Exercise aim
Once every line below with "resolve" has been counted, state the total and nothing else.

Top of Exercise data

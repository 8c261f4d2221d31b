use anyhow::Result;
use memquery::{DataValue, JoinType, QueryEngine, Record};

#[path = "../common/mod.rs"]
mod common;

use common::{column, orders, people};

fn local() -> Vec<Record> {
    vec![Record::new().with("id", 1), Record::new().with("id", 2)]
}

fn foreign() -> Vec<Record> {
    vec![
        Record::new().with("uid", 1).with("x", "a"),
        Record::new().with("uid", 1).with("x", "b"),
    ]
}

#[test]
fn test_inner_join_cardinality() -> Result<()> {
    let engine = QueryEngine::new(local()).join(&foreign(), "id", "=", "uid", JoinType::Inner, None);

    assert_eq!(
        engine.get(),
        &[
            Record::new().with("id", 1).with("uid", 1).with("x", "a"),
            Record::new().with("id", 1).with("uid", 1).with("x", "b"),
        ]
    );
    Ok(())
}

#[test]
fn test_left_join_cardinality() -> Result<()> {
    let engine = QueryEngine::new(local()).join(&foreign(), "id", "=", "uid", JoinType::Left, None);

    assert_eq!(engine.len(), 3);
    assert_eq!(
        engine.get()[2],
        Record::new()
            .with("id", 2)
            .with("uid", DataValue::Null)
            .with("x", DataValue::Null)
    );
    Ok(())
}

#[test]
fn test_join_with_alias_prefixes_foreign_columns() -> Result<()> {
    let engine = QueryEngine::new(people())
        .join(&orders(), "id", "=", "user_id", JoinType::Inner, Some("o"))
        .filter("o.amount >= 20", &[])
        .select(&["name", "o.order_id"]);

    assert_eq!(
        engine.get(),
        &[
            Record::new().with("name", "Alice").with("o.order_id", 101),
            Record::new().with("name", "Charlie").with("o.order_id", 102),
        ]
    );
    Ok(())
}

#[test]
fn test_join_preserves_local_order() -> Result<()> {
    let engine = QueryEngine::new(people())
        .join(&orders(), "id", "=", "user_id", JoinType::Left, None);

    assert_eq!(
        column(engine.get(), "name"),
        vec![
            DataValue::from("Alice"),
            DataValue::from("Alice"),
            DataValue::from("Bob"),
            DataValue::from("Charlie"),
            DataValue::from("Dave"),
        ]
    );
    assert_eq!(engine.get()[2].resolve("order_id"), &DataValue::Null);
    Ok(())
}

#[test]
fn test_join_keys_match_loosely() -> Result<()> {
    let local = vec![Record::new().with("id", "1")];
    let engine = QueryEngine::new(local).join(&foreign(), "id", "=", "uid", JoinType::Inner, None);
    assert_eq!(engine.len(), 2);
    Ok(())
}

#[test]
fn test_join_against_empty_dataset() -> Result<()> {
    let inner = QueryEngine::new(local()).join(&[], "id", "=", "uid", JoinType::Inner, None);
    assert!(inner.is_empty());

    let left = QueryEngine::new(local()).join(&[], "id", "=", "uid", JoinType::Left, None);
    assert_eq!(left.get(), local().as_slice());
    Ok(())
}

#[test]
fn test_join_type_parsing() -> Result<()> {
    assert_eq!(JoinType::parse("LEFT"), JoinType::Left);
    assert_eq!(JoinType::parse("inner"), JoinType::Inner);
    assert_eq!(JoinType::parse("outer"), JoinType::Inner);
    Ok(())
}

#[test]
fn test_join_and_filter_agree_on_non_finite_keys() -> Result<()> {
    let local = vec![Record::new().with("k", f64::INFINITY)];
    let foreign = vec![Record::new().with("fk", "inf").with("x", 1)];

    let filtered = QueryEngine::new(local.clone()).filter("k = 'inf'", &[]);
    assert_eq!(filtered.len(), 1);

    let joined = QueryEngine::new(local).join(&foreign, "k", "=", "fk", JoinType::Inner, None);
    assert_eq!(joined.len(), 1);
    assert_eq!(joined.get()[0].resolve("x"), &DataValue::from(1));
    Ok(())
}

Bottom of Exercise data

Expected answer
2